In the 24-week treatment groups, the mice SN sections revealed significant autofluorescence and background staining upon examination with a fluorescence microscope, which interfered with accurate examination of the gp91PHOX immunostained microglia. Therefore, for this time point, we used diaminobenzidine combined with nickel sulfate intensification to visualize gp91PHOX positive microglia. Briefly, the SN sections were stained sequentially, first for gp91PHOX and developed with diaminobenzidine and nickel sulfate, followed by staining for SYN/GFP and developed with only diaminobenzidine. The primary antibody concentration was the same as above. The secondary antibodies used were peroxidase conjugated goat anti-mouse (1:2000, Jackson Immunoresearch, West Grove, PA) for gp91PHOX and peroxidase-conjugated goat anti-rabbit (1:2000, Jackson Immunoresearch, West Grove, PA) for SYN/GFP. For TH immunostaining, a rabbit polyclonal primary antibody (Pelfreeze Biologicals, Rogers, AR) was used at 1:2000 dilution. The secondary antibody used was a biotinylated goat anti-rabbit (1:4000, Vector Labs, Burlingame, CA) followed by horseradish peroxidase conjugated streptavidin (1:1000, Vector Labs, Burlingame, CA). The staining was developed using diaminobenzidine. For the detection of neuritic change, we used a mouse anti-TH antibody (1:1000, Sigma, St. Louis, MO) and rabbit anti-green fluorescent protein (1:1000, Abcam, Cambridge, MA) or rabbit anti-human-α-SYN (1:1000, Biosource, Camarillo, CA) antibodies followed by 1:500 dilution of alexa-488 conjugated goat anti-rabbit (Molecular probes, Carlsbad, CA) and 1:500 dilution of CY3-conjugated goat anti-mouse (Jackson Immunoresearch, West Grove, PA) antibodies.

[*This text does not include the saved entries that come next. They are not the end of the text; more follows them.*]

//! Surface configuration helpers, kept free of live GPU handles where possible.

use super::SurfaceErrorAction;

pub(crate) fn choose_surface_format(
    formats: &[wgpu::TextureFormat],
    prefer_srgb: bool,
) -> Option<wgpu::TextureFormat> {
    let first = formats.first().copied()?;

    if prefer_srgb {
        let preferred = [
            wgpu::TextureFormat::Bgra8UnormSrgb,
            wgpu::TextureFormat::Rgba8UnormSrgb,
        ];
        if let Some(f) = preferred.into_iter().find(|f| formats.contains(f)) {
            return Some(f);
        }
    }

    Some(first)
}

pub(crate) fn choose_alpha_mode(
    supported: &[wgpu::CompositeAlphaMode],
    requested: Option<wgpu::CompositeAlphaMode>,
) -> wgpu::CompositeAlphaMode {
    requested
        .filter(|m| supported.contains(m))
        .or_else(|| supported.first().copied())
        .unwrap_or(wgpu::CompositeAlphaMode::Auto)
}

/// Maps a surface error to the action the frame loop should take.
///
/// `Lost`/`Outdated` require a reconfigure, which the caller performs.
pub(crate) fn classify_surface_error(err: &wgpu::SurfaceError) -> SurfaceErrorAction {
    match err {
        wgpu::SurfaceError::Lost | wgpu::SurfaceError::Outdated => SurfaceErrorAction::Reconfigured,
        wgpu::SurfaceError::OutOfMemory => SurfaceErrorAction::Fatal,
        wgpu::SurfaceError::Timeout => SurfaceErrorAction::SkipFrame,
        wgpu::SurfaceError::Other => SurfaceErrorAction::SkipFrame,
    }
}

#[cfg(test)]
mod tests {
    use super::*;
    use wgpu::TextureFormat as F;

    #[test]
    fn surface_format_prefers_srgb() {
        let formats = [F::Bgra8Unorm, F::Rgba8UnormSrgb];
        assert_eq!(choose_surface_format(&formats, true), Some(F::Rgba8UnormSrgb));
    }

    #[test]
    fn surface_format_falls_back_to_first() {
        let formats = [F::Bgra8Unorm, F::Rgba8UnormSrgb];
        assert_eq!(choose_surface_format(&formats, false), Some(F::Bgra8Unorm));
        assert_eq!(choose_surface_format(&[F::Rgba16Float], true), Some(F::Rgba16Float));
    }

    #[test]
    fn surface_format_empty_is_none() {
        assert_eq!(choose_surface_format(&[], true), None);
    }

    #[test]
    fn alpha_mode_ignores_unsupported_request() {
        use wgpu::CompositeAlphaMode as A;
        let supported = [A::Opaque, A::PreMultiplied];
        assert_eq!(choose_alpha_mode(&supported, Some(A::PreMultiplied)), A::PreMultiplied);
        assert_eq!(choose_alpha_mode(&supported, Some(A::PostMultiplied)), A::Opaque);
        assert_eq!(choose_alpha_mode(&[], None), A::Auto);
    }

    #[test]
    fn out_of_memory_is_fatal() {
        assert_eq!(
            classify_surface_error(&wgpu::SurfaceError::OutOfMemory),
            SurfaceErrorAction::Fatal
        );
        assert_eq!(
            classify_surface_error(&wgpu::SurfaceError::Timeout),
            SurfaceErrorAction::SkipFrame
        );
        assert_eq!(
            classify_surface_error(&wgpu::SurfaceError::Outdated),
            SurfaceErrorAction::Reconfigured
        );
    }
}
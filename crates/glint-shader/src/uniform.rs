//! Named, typed uniforms packed into one uniform buffer.
//!
//! Every uniform becomes a member of a generated WGSL `struct Uniforms`, bound as `u`.
//! Offsets follow the WGSL uniform address-space layout rules so the packed bytes can be
//! written to the buffer as-is.

use std::fmt;

use crate::error::ShaderError;

/// The type of a uniform, named after its GLSL spelling.
#[derive(Debug, Copy, Clone, Eq, PartialEq)]
pub enum UniformType {
    Int,
    Float,
    Vec2,
    Vec3,
    Vec4,
    Mat2,
    Mat3,
    Mat4,
}

impl UniformType {
    /// WGSL type used in the generated struct.
    pub fn wgsl(self) -> &'static str {
        match self {
            UniformType::Int => "i32",
            UniformType::Float => "f32",
            UniformType::Vec2 => "vec2<f32>",
            UniformType::Vec3 => "vec3<f32>",
            UniformType::Vec4 => "vec4<f32>",
            UniformType::Mat2 => "mat2x2<f32>",
            UniformType::Mat3 => "mat3x3<f32>",
            UniformType::Mat4 => "mat4x4<f32>",
        }
    }

    /// Required alignment in the uniform address space, in bytes.
    pub fn align(self) -> usize {
        match self {
            UniformType::Int | UniformType::Float => 4,
            UniformType::Vec2 | UniformType::Mat2 => 8,
            UniformType::Vec3 | UniformType::Vec4 | UniformType::Mat3 | UniformType::Mat4 => 16,
        }
    }

    /// Size in bytes, including the column padding of `mat3x3`.
    pub fn size(self) -> usize {
        match self {
            UniformType::Int | UniformType::Float => 4,
            UniformType::Vec2 => 8,
            UniformType::Vec3 => 12,
            UniformType::Vec4 | UniformType::Mat2 => 16,
            UniformType::Mat3 => 48,
            UniformType::Mat4 => 64,
        }
    }
}

impl fmt::Display for UniformType {
    fn fmt(&self, f: &mut fmt::Formatter<'_>) -> fmt::Result {
        let name = match self {
            UniformType::Int => "int",
            UniformType::Float => "float",
            UniformType::Vec2 => "vec2",
            UniformType::Vec3 => "vec3",
            UniformType::Vec4 => "vec4",
            UniformType::Mat2 => "mat2",
            UniformType::Mat3 => "mat3",
            UniformType::Mat4 => "mat4",
        };
        f.write_str(name)
    }
}

/// A uniform value. Matrices are column-major.
#[derive(Debug, Copy, Clone, PartialEq)]
pub enum UniformValue {
    Int(i32),
    Float(f32),
    Vec2([f32; 2]),
    Vec3([f32; 3]),
    Vec4([f32; 4]),
    Mat2([f32; 4]),
    Mat3([f32; 9]),
    Mat4([f32; 16]),
}

pub(crate) const IDENTITY4: [f32; 16] = [
    1.0, 0.0, 0.0, 0.0, //
    0.0, 1.0, 0.0, 0.0, //
    0.0, 0.0, 1.0, 0.0, //
    0.0, 0.0, 0.0, 1.0,
];

impl UniformValue {
    pub fn ty(&self) -> UniformType {
        match self {
            UniformValue::Int(_) => UniformType::Int,
            UniformValue::Float(_) => UniformType::Float,
            UniformValue::Vec2(_) => UniformType::Vec2,
            UniformValue::Vec3(_) => UniformType::Vec3,
            UniformValue::Vec4(_) => UniformType::Vec4,
            UniformValue::Mat2(_) => UniformType::Mat2,
            UniformValue::Mat3(_) => UniformType::Mat3,
            UniformValue::Mat4(_) => UniformType::Mat4,
        }
    }

    /// Writes the value at the start of `out`, which must be `ty().size()` bytes long.
    fn write(&self, out: &mut [u8]) {
        match self {
            UniformValue::Int(v) => out.copy_from_slice(bytemuck::bytes_of(v)),
            UniformValue::Float(v) => out.copy_from_slice(bytemuck::bytes_of(v)),
            UniformValue::Vec2(v) => out.copy_from_slice(bytemuck::cast_slice(v)),
            UniformValue::Vec3(v) => out.copy_from_slice(bytemuck::cast_slice(v)),
            UniformValue::Vec4(v) | UniformValue::Mat2(v) => {
                out.copy_from_slice(bytemuck::cast_slice(v))
            }
            UniformValue::Mat3(m) => {
                // Each vec3 column occupies 16 bytes.
                for (col, chunk) in m.chunks_exact(3).zip(out.chunks_exact_mut(16)) {
                    chunk[..12].copy_from_slice(bytemuck::cast_slice(col));
                    chunk[12..].fill(0);
                }
            }
            UniformValue::Mat4(v) => out.copy_from_slice(bytemuck::cast_slice(v)),
        }
    }
}

impl From<i32> for UniformValue {
    fn from(v: i32) -> Self {
        UniformValue::Int(v)
    }
}

impl From<f32> for UniformValue {
    fn from(v: f32) -> Self {
        UniformValue::Float(v)
    }
}

impl From<[f32; 2]> for UniformValue {
    fn from(v: [f32; 2]) -> Self {
        UniformValue::Vec2(v)
    }
}

impl From<[f32; 3]> for UniformValue {
    fn from(v: [f32; 3]) -> Self {
        UniformValue::Vec3(v)
    }
}

/// Four floats are a `vec4`; use `UniformValue::Mat2` explicitly for a 2x2 matrix.
impl From<[f32; 4]> for UniformValue {
    fn from(v: [f32; 4]) -> Self {
        UniformValue::Vec4(v)
    }
}

impl From<[f32; 9]> for UniformValue {
    fn from(v: [f32; 9]) -> Self {
        UniformValue::Mat3(v)
    }
}

impl From<[f32; 16]> for UniformValue {
    fn from(v: [f32; 16]) -> Self {
        UniformValue::Mat4(v)
    }
}

/// Uniforms every shader gets, in declaration order. User declarations with the same
/// name replace the value (and type) in place.
pub fn default_uniforms() -> Vec<(String, UniformValue)> {
    vec![
        ("time".to_string(), UniformValue::Float(0.0)),
        ("has_texture".to_string(), UniformValue::Int(0)),
        ("resolution".to_string(), UniformValue::Vec2([0.0, 0.0])),
        ("mousemove".to_string(), UniformValue::Vec2([0.0, 0.0])),
        ("projection".to_string(), UniformValue::Mat4(IDENTITY4)),
    ]
}

#[derive(Debug, Clone)]
struct UniformEntry {
    name: String,
    value: UniformValue,
    offset: usize,
}

/// The uniform set of one program: values, layout and dirty tracking.
#[derive(Debug, Clone)]
pub struct UniformSet {
    entries: Vec<UniformEntry>,
    size: usize,
    dirty: bool,
}

fn align_up(value: usize, align: usize) -> usize {
    value.div_ceil(align) * align
}

impl UniformSet {
    /// Builds a set from declarations. A repeated name overrides the earlier entry
    /// without moving it.
    pub fn new<I, S>(decls: I) -> Self
    where
        I: IntoIterator<Item = (S, UniformValue)>,
        S: Into<String>,
    {
        let mut entries: Vec<UniformEntry> = Vec::new();
        for (name, value) in decls {
            let name = name.into();
            match entries.iter_mut().find(|e| e.name == name) {
                Some(existing) => existing.value = value,
                None => entries.push(UniformEntry {
                    name,
                    value,
                    offset: 0,
                }),
            }
        }

        let mut offset = 0;
        for entry in &mut entries {
            let ty = entry.value.ty();
            entry.offset = align_up(offset, ty.align());
            offset = entry.offset + ty.size();
        }

        Self {
            entries,
            // Struct alignment in the uniform address space is 16.
            size: align_up(offset.max(1), 16),
            dirty: true,
        }
    }

    /// Defaults merged with `user` declarations.
    pub fn with_defaults<I, S>(user: I) -> Self
    where
        I: IntoIterator<Item = (S, UniformValue)>,
        S: Into<String>,
    {
        let user = user.into_iter().map(|(n, v)| (n.into(), v));
        Self::new(default_uniforms().into_iter().chain(user))
    }

    pub fn len(&self) -> usize {
        self.entries.len()
    }

    pub fn is_empty(&self) -> bool {
        self.entries.is_empty()
    }

    /// Buffer size in bytes.
    pub fn size(&self) -> u64 {
        self.size as u64
    }

    pub fn get(&self, name: &str) -> Option<UniformValue> {
        self.entries.iter().find(|e| e.name == name).map(|e| e.value)
    }

    pub fn offset_of(&self, name: &str) -> Option<usize> {
        self.entries.iter().find(|e| e.name == name).map(|e| e.offset)
    }

    pub fn iter(&self) -> impl Iterator<Item = (&str, UniformValue)> {
        self.entries.iter().map(|e| (e.name.as_str(), e.value))
    }

    /// Sets a declared uniform. The value must have the declared type.
    pub fn set(&mut self, name: &str, value: impl Into<UniformValue>) -> Result<(), ShaderError> {
        let value = value.into();
        let entry = self
            .entries
            .iter_mut()
            .find(|e| e.name == name)
            .ok_or_else(|| ShaderError::UnknownUniform(name.to_string()))?;

        let expected = entry.value.ty();
        if expected != value.ty() {
            return Err(ShaderError::UniformType {
                name: name.to_string(),
                expected,
                found: value.ty(),
            });
        }

        if entry.value != value {
            entry.value = value;
            self.dirty = true;
        }
        Ok(())
    }

    /// Like [`set`](Self::set) for values the wrapper maintains itself (time, resolution,
    /// ...). A user who redeclared one with another type keeps their value.
    pub(crate) fn set_builtin(&mut self, name: &str, value: UniformValue) {
        if let Err(err) = self.set(name, value) {
            log::trace!("skipping built-in uniform update: {err}");
        }
    }

    /// Packed buffer contents.
    pub fn bytes(&self) -> Vec<u8> {
        let mut out = vec![0u8; self.size];
        for entry in &self.entries {
            let size = entry.value.ty().size();
            entry.value.write(&mut out[entry.offset..entry.offset + size]);
        }
        out
    }

    /// Returns whether values changed since the last call.
    pub(crate) fn take_dirty(&mut self) -> bool {
        std::mem::replace(&mut self.dirty, false)
    }

    /// The generated `struct Uniforms` declaration.
    pub fn wgsl_struct(&self) -> String {
        let mut src = String::from("struct Uniforms {\n");
        for entry in &self.entries {
            src.push_str(&format!("    {}: {},\n", entry.name, entry.value.ty().wgsl()));
        }
        src.push_str("}\n");
        src
    }
}

#[cfg(test)]
mod tests {
    use super::*;

    fn floats(bytes: &[u8]) -> Vec<f32> {
        bytes
            .chunks_exact(4)
            .map(|c| f32::from_le_bytes([c[0], c[1], c[2], c[3]]))
            .collect()
    }

    #[test]
    fn default_layout_matches_wgsl_rules() {
        let set = UniformSet::with_defaults(Vec::<(String, UniformValue)>::new());

        assert_eq!(set.offset_of("time"), Some(0));
        assert_eq!(set.offset_of("has_texture"), Some(4));
        assert_eq!(set.offset_of("resolution"), Some(8));
        assert_eq!(set.offset_of("mousemove"), Some(16));
        // mat4 aligns to 16, skipping 24..32.
        assert_eq!(set.offset_of("projection"), Some(32));
        assert_eq!(set.size(), 96);
    }

    #[test]
    fn vec3_leaves_room_for_a_scalar() {
        let set = UniformSet::new([
            ("dir", UniformValue::Vec3([1.0, 2.0, 3.0])),
            ("len", UniformValue::Float(4.0)),
        ]);
        assert_eq!(set.offset_of("len"), Some(12));
        assert_eq!(set.size(), 16);

        assert_eq!(floats(&set.bytes()), vec![1.0, 2.0, 3.0, 4.0]);
    }

    #[test]
    fn mat3_columns_are_padded() {
        let set = UniformSet::new([(
            "m",
            UniformValue::Mat3([1.0, 2.0, 3.0, 4.0, 5.0, 6.0, 7.0, 8.0, 9.0]),
        )]);
        assert_eq!(set.size(), 48);

        assert_eq!(
            floats(&set.bytes()),
            vec![1.0, 2.0, 3.0, 0.0, 4.0, 5.0, 6.0, 0.0, 7.0, 8.0, 9.0, 0.0]
        );
    }

    #[test]
    fn user_declaration_overrides_default_in_place() {
        let set = UniformSet::with_defaults([("time", UniformValue::Float(2.5))]);
        assert_eq!(set.len(), 5);
        assert_eq!(set.offset_of("time"), Some(0));
        assert_eq!(set.get("time"), Some(UniformValue::Float(2.5)));
    }

    #[test]
    fn user_uniforms_follow_defaults() {
        let set = UniformSet::with_defaults([("tint", UniformValue::Vec4([1.0; 4]))]);
        assert_eq!(set.offset_of("tint"), Some(96));
        assert_eq!(set.size(), 112);
    }

    #[test]
    fn set_rejects_unknown_name() {
        let mut set = UniformSet::with_defaults(Vec::<(String, UniformValue)>::new());
        let err = set.set("speed", 1.0f32).unwrap_err();
        assert!(matches!(err, ShaderError::UnknownUniform(name) if name == "speed"));
    }

    #[test]
    fn set_rejects_type_mismatch() {
        let mut set = UniformSet::with_defaults(Vec::<(String, UniformValue)>::new());
        let err = set.set("time", [1.0f32, 2.0]).unwrap_err();
        assert!(matches!(
            err,
            ShaderError::UniformType {
                expected: UniformType::Float,
                found: UniformType::Vec2,
                ..
            }
        ));
        assert_eq!(set.get("time"), Some(UniformValue::Float(0.0)));
    }

    #[test]
    fn set_marks_dirty_only_on_change() {
        let mut set = UniformSet::with_defaults(Vec::<(String, UniformValue)>::new());
        assert!(set.take_dirty());
        assert!(!set.take_dirty());

        set.set("time", 0.0f32).unwrap();
        assert!(!set.take_dirty());

        set.set("time", 0.5f32).unwrap();
        assert!(set.take_dirty());
    }

    #[test]
    fn builtin_update_keeps_redeclared_type() {
        let mut set = UniformSet::with_defaults([("time", UniformValue::Int(7))]);
        set.set_builtin("time", UniformValue::Float(1.0));
        assert_eq!(set.get("time"), Some(UniformValue::Int(7)));
    }

    #[test]
    fn bytes_place_values_at_offsets() {
        let mut set = UniformSet::with_defaults(Vec::<(String, UniformValue)>::new());
        set.set("has_texture", 1).unwrap();
        set.set("resolution", [640.0f32, 480.0]).unwrap();

        let bytes = set.bytes();
        assert_eq!(&bytes[4..8], &1i32.to_le_bytes());
        assert_eq!(floats(&bytes[8..16]), vec![640.0, 480.0]);
        assert_eq!(floats(&bytes[32..96]), IDENTITY4.to_vec());
    }

    #[test]
    fn wgsl_struct_lists_members_in_order() {
        let set = UniformSet::new([
            ("time", UniformValue::Float(0.0)),
            ("view", UniformValue::Mat4(IDENTITY4)),
        ]);
        assert_eq!(
            set.wgsl_struct(),
            "struct Uniforms {\n    time: f32,\n    view: mat4x4<f32>,\n}\n"
        );
    }
}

Confocal images were captured using a Leica TCS-SP5 laser scanning confocal microscope. The images were processed using the Leica software and exported as TIFF files and processed using Adobe Photoshop CS2. For quantitation of NFκB p65, NFκB p50 and gp91PHOX staining, the slides were observed using a Nikon Eclipse E800 M fluorescent microscope. Coded slides were scored using a numerical scale from 0 (no staining) to 4 (most intense) by an observer blind to the treatment paradigm. Only staining in close proximity to SN neurons was considered for scoring, while staining along the needle tract was ignored. Scores obtained from six mice per group were statistically analyzed using Mann-Whitney U test.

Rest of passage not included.